__Exercise goal__. Filter the entries for the string "timestamp". Copy each line that has it.

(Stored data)
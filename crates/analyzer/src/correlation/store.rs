use super::key::TransactionKey;
use crate::config::AnalyzerConfig;
use crate::message::SipMessage;
use crate::types::{FrameId, FrameInfo, MessageRef, Method, Transport};
use chrono::{DateTime, Utc};
use serde::{Deserialize, Serialize};
use std::collections::hash_map::Entry;
use std::collections::HashMap;
use tracing::debug;

/// Progress of the transaction stored under one key
#[derive(Debug, Clone, Copy, PartialEq, Eq, Serialize, Deserialize)]
pub enum TransactionState {
    NothingSeen,
    RequestSeen,
    ProvisionalResponseSeen,
    FinalResponseSeen,
}

/// Stored state for one [`TransactionKey`]
#[derive(Debug, Clone, PartialEq, Eq, Serialize, Deserialize)]
pub struct TransactionEntry {
    pub cseq: u32,
    pub method: Method,
    pub state: TransactionState,
    /// Frame that established the current state (original request or final response)
    pub frame: Option<FrameId>,
    pub request_time: Option<DateTime<Utc>>,
    pub response_code: Option<u16>,
}

impl TransactionEntry {
    fn new(cseq: u32, method: &Method) -> Self {
        Self {
            cseq,
            method: method.clone(),
            state: TransactionState::NothingSeen,
            frame: None,
            request_time: None,
            response_code: None,
        }
    }
}

/// Correlation outcome for one message, memoised by [`MessageRef`]
#[derive(Debug, Clone, Default, PartialEq, Eq, Serialize, Deserialize)]
pub struct PerFrameResult {
    /// The message repeats the request or final response first seen in this frame
    pub original_frame_of_resend: Option<FrameId>,
    /// For responses the request frame; for ACK the INVITE frame
    pub matching_request_frame: Option<FrameId>,
    pub response_time_ms: Option<i64>,
    /// ACK only: time from the INVITE to this ACK
    pub setup_time_ms: Option<i64>,
    /// Responses to BYE: same as the response time
    pub release_time_ms: Option<i64>,
}

impl PerFrameResult {
    pub fn is_resend(&self) -> bool {
        self.original_frame_of_resend.is_some()
    }
}

/// The fields of a message the correlator looks at
#[derive(Debug, Clone, Copy, PartialEq, Eq)]
pub struct CorrelationInput<'a> {
    pub call_id: &'a str,
    pub cseq: u32,
    /// Method named in CSeq
    pub method: &'a Method,
    /// `None` for requests
    pub status_code: Option<u16>,
}

impl<'a> CorrelationInput<'a> {
    /// `None` when the message has no usable CSeq
    pub fn from_message(message: &'a SipMessage) -> Option<Self> {
        let cseq = message.cseq.as_ref()?;
        Some(Self {
            call_id: message.call_id.as_deref().unwrap_or_default(),
            cseq: cseq.number,
            method: &cseq.method,
            status_code: message.status_code(),
        })
    }

    pub fn is_request(&self) -> bool {
        self.status_code.is_none()
    }
}

/// Keyed transaction store plus the per-message memo.
///
/// The store is mutated only the first time a message is correlated. Later
/// passes over the same message read the memo and leave the store alone.
#[derive(Debug, Clone)]
pub struct CorrelationStore {
    max_call_id_len: usize,
    retrans_same_source_port: bool,
    entries: HashMap<TransactionKey, TransactionEntry>,
    results: HashMap<MessageRef, PerFrameResult>,
}

impl Default for CorrelationStore {
    fn default() -> Self {
        Self::new(&AnalyzerConfig::default())
    }
}

/// Milliseconds from `earlier` to `later`, rounded
fn elapsed_ms(earlier: DateTime<Utc>, later: DateTime<Utc>) -> i64 {
    let delta = later - earlier;
    match delta.num_microseconds() {
        Some(us) => (us as f64 / 1000.0).round() as i64,
        None => delta.num_milliseconds(),
    }
}

impl CorrelationStore {
    pub fn new(config: &AnalyzerConfig) -> Self {
        Self {
            max_call_id_len: config.max_call_id_len,
            retrans_same_source_port: config.retrans_same_source_port,
            entries: HashMap::new(),
            results: HashMap::new(),
        }
    }

    /// Correlate one message and memoise the result.
    ///
    /// Only UDP messages outside error indications take part. A message
    /// already correlated, or a revisited frame, gets the memoised result
    /// without touching the store.
    pub fn correlate(&mut self, frame: &FrameInfo, index: u16, input: &CorrelationInput<'_>) -> PerFrameResult {
        if frame.transport != Transport::Udp || frame.in_error_packet {
            return PerFrameResult::default();
        }

        let message_ref = MessageRef::new(frame.id, index);
        if let Some(result) = self.results.get(&message_ref) {
            return result.clone();
        }
        if frame.visited {
            return PerFrameResult::default();
        }

        let mut result = PerFrameResult::default();

        if input.is_request() && *input.method == Method::Ack {
            if let Some((invite_frame, setup_time)) = self.find_invite(frame, input) {
                result.matching_request_frame = Some(invite_frame);
                result.setup_time_ms = Some(setup_time);
            }
        }

        result.original_frame_of_resend = self.check_resend(frame, input);

        if !input.is_request() {
            if let Some((request_frame, response_time)) = self.find_request(frame, input) {
                result.matching_request_frame = Some(request_frame);
                result.response_time_ms = response_time;
                if *input.method == Method::Bye {
                    result.release_time_ms = response_time;
                }
            }
        }

        debug!(
            frame = %frame.id,
            index,
            call_id = input.call_id,
            cseq = input.cseq,
            resend_of = ?result.original_frame_of_resend,
            request = ?result.matching_request_frame,
            "correlated message"
        );
        self.results.insert(message_ref, result.clone());
        result
    }

    fn key_for(&self, frame: &FrameInfo, call_id: &str) -> TransactionKey {
        TransactionKey::new(call_id, frame.source, frame.destination, self.max_call_id_len)
    }

    /// Fold the source port when resends may change it
    fn stored_key(&self, key: TransactionKey) -> TransactionKey {
        if self.retrans_same_source_port {
            key
        } else {
            key.with_canonical_source_port()
        }
    }

    /// Update the same-direction entry and report the frame this message
    /// repeats, if it is a resend
    pub fn check_resend(&mut self, frame: &FrameInfo, input: &CorrelationInput<'_>) -> Option<FrameId> {
        let key = self.stored_key(self.key_for(frame, input.call_id));
        let is_request = input.is_request();

        let (entry, cseq_to_compare) = match self.entries.entry(key) {
            Entry::Occupied(occupied) => {
                let entry = occupied.into_mut();
                let previous = entry.cseq;
                if entry.cseq != input.cseq {
                    *entry = TransactionEntry::new(input.cseq, input.method);
                    if is_request {
                        entry.request_time = Some(frame.timestamp);
                    }
                }
                (entry, Some(previous))
            }
            Entry::Vacant(vacant) => {
                let mut entry = TransactionEntry::new(input.cseq, input.method);
                if is_request {
                    entry.request_time = Some(frame.timestamp);
                }
                (vacant.insert(entry), None)
            }
        };

        let same_cseq = cseq_to_compare == Some(input.cseq) && entry.method == *input.method;
        let resend = match input.status_code {
            None => {
                same_cseq
                    && entry.state == TransactionState::RequestSeen
                    && !matches!(input.method, Method::Ack | Method::Cancel)
            }
            Some(code) => {
                same_cseq
                    && entry.state == TransactionState::FinalResponseSeen
                    && code >= 200
                    && entry.response_code == Some(code)
            }
        };
        let original = if resend { entry.frame } else { None };

        match input.status_code {
            None => {
                entry.state = TransactionState::RequestSeen;
                if original.is_none() {
                    entry.frame = Some(frame.id);
                }
            }
            Some(code) if code >= 200 => {
                entry.response_code = Some(code);
                entry.state = TransactionState::FinalResponseSeen;
                if original.is_none() {
                    entry.frame = Some(frame.id);
                }
            }
            Some(_) => entry.state = TransactionState::ProvisionalResponseSeen,
        }

        if let Some(original) = original {
            debug!(frame = %frame.id, original = %original, "resend detected");
        }
        original
    }

    /// Find the request a response answers, through the reverse-direction
    /// entry. Returns the request frame and, when the request time is known,
    /// the response time.
    pub fn find_request(&self, frame: &FrameInfo, input: &CorrelationInput<'_>) -> Option<(FrameId, Option<i64>)> {
        let key = self.stored_key(self.key_for(frame, input.call_id).reversed());
        let entry = self.entries.get(&key)?;
        if entry.cseq != input.cseq
            || entry.state != TransactionState::RequestSeen
            || entry.method != *input.method
        {
            return None;
        }
        let request_frame = entry.frame?;
        let response_time = entry
            .request_time
            .map(|sent| elapsed_ms(sent, frame.timestamp));
        Some((request_frame, response_time))
    }

    /// Find the INVITE an ACK belongs to, through the same-direction entry.
    /// Returns the INVITE frame and the setup time.
    pub fn find_invite(&self, frame: &FrameInfo, input: &CorrelationInput<'_>) -> Option<(FrameId, i64)> {
        let key = self.stored_key(self.key_for(frame, input.call_id));
        let entry = self.entries.get(&key)?;
        let invite_frame = entry.frame?;
        let sent = entry.request_time?;
        Some((invite_frame, elapsed_ms(sent, frame.timestamp)))
    }

    /// Stored state for the direction `frame` travels in
    pub fn entry(&self, frame: &FrameInfo, call_id: &str) -> Option<&TransactionEntry> {
        self.entries.get(&self.stored_key(self.key_for(frame, call_id)))
    }

    /// Memoised result of one message
    pub fn result(&self, message: MessageRef) -> Option<&PerFrameResult> {
        self.results.get(&message)
    }

    pub fn len(&self) -> usize {
        self.entries.len()
    }

    pub fn is_empty(&self) -> bool {
        self.entries.is_empty()
    }

    /// Forget every transaction and memoised result, as when a capture is reloaded
    pub fn reset(&mut self) {
        debug!(entries = self.entries.len(), results = self.results.len(), "resetting correlation store");
        self.entries.clear();
        self.results.clear();
    }
}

__Answer to the problem__.
                        entry.request_time = Some(frame.timestamp);
                    entry.request_time = Some(frame.timestamp);
            .map(|sent| elapsed_ms(sent, frame.timestamp));
        Some((invite_frame, elapsed_ms(sent, frame.timestamp)))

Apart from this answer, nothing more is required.